**PROBLEM TO WORK ON**
Nothing but the lines from the start of the records below through the line that has "let (status, body)" should appear, each exactly as given.

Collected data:
▬▬▬▬▬▬

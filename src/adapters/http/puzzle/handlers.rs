//! HTTP handlers for puzzle endpoints.

use std::sync::Arc;

use axum::{
    extract::{Path, State},
    http::StatusCode,
    response::{IntoResponse, Response},
    Json,
};
use serde_json::json;

use crate::adapters::http::ErrorResponse;
use crate::application::{LoadPuzzleError, LoadPuzzleHandler, LoadPuzzleQuery};
use crate::domain::grid::GridError;
use crate::ports::PuzzleFetchError;

use super::dto::PuzzleResponse;

// ════════════════════════════════════════════════════════════════════════════
// Handler state
// ════════════════════════════════════════════════════════════════════════════

#[derive(Clone)]
pub struct PuzzleHandlers {
    load_handler: Arc<LoadPuzzleHandler>,
}

impl PuzzleHandlers {
    pub fn new(load_handler: Arc<LoadPuzzleHandler>) -> Self {
        Self { load_handler }
    }
}

// ════════════════════════════════════════════════════════════════════════════
// HTTP handlers
// ════════════════════════════════════════════════════════════════════════════

/// GET /api/puzzles/:kind/:number - Fetch a puzzle and its built grid
pub async fn get_puzzle(
    State(handlers): State<PuzzleHandlers>,
    Path((kind, number)): Path<(String, String)>,
) -> Response {
    let query = LoadPuzzleQuery::new(kind, number);

    match handlers.load_handler.handle(query).await {
        Ok(loaded) => {
            let response: PuzzleResponse = loaded.into();
            (StatusCode::OK, Json(response)).into_response()
        }
        Err(e) => handle_load_error(e),
    }
}

// ════════════════════════════════════════════════════════════════════════════
// Error mapping
// ════════════════════════════════════════════════════════════════════════════

fn handle_load_error(error: LoadPuzzleError) -> Response {
    let (status, body) = match &error {
        LoadPuzzleError::InvalidNumber(number) => {
            (StatusCode::NOT_FOUND, ErrorResponse::not_found("Puzzle", number))
        }
        LoadPuzzleError::Fetch(PuzzleFetchError::UnknownKind(kind)) => {
            (StatusCode::NOT_FOUND, ErrorResponse::not_found("Puzzle kind", kind))
        }
        LoadPuzzleError::Fetch(PuzzleFetchError::NotFound(puzzle)) => (
            StatusCode::NOT_FOUND,
            ErrorResponse::not_found("Puzzle", &puzzle.to_string()),
        ),
        LoadPuzzleError::Fetch(e @ PuzzleFetchError::Status { status, .. }) => (
            StatusCode::BAD_GATEWAY,
            ErrorResponse::upstream(e.to_string()).with_details(json!({ "status": status })),
        ),
        LoadPuzzleError::Fetch(e) => (StatusCode::BAD_GATEWAY, ErrorResponse::upstream(e.to_string())),
        LoadPuzzleError::InvalidGeometry(e @ GridError::EntryOutOfBounds { entry_id, .. }) => (
            StatusCode::BAD_GATEWAY,
            ErrorResponse::invalid_puzzle(e.to_string()).with_details(json!({ "entry": entry_id })),
        ),
    };
    (status, Json(body)).into_response()
}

▬▬▬▬▬▬

**ANSWER FOR THE TASK**
filename src/adapters/http/puzzle/handlers.rs
//! HTTP handlers for puzzle endpoints.

use std::sync::Arc;

use axum::{
    extract::{Path, State},
    http::StatusCode,
    response::{IntoResponse, Response},
    Json,
};
use serde_json::json;

use crate::adapters::http::ErrorResponse;
use crate::application::{LoadPuzzleError, LoadPuzzleHandler, LoadPuzzleQuery};
use crate::domain::grid::GridError;
use crate::ports::PuzzleFetchError;

use super::dto::PuzzleResponse;

// ════════════════════════════════════════════════════════════════════════════
// Handler state
// ════════════════════════════════════════════════════════════════════════════

#[derive(Clone)]
pub struct PuzzleHandlers {
    load_handler: Arc<LoadPuzzleHandler>,
}

impl PuzzleHandlers {
    pub fn new(load_handler: Arc<LoadPuzzleHandler>) -> Self {
        Self { load_handler }
    }
}

// ════════════════════════════════════════════════════════════════════════════
// HTTP handlers
// ════════════════════════════════════════════════════════════════════════════

/// GET /api/puzzles/:kind/:number - Fetch a puzzle and its built grid
pub async fn get_puzzle(
    State(handlers): State<PuzzleHandlers>,
    Path((kind, number)): Path<(String, String)>,
) -> Response {
    let query = LoadPuzzleQuery::new(kind, number);

    match handlers.load_handler.handle(query).await {
        Ok(loaded) => {
            let response: PuzzleResponse = loaded.into();
            (StatusCode::OK, Json(response)).into_response()
        }
        Err(e) => handle_load_error(e),
    }
}

// ════════════════════════════════════════════════════════════════════════════
// Error mapping
// ════════════════════════════════════════════════════════════════════════════

fn handle_load_error(error: LoadPuzzleError) -> Response {
    let (status, body) = match &error {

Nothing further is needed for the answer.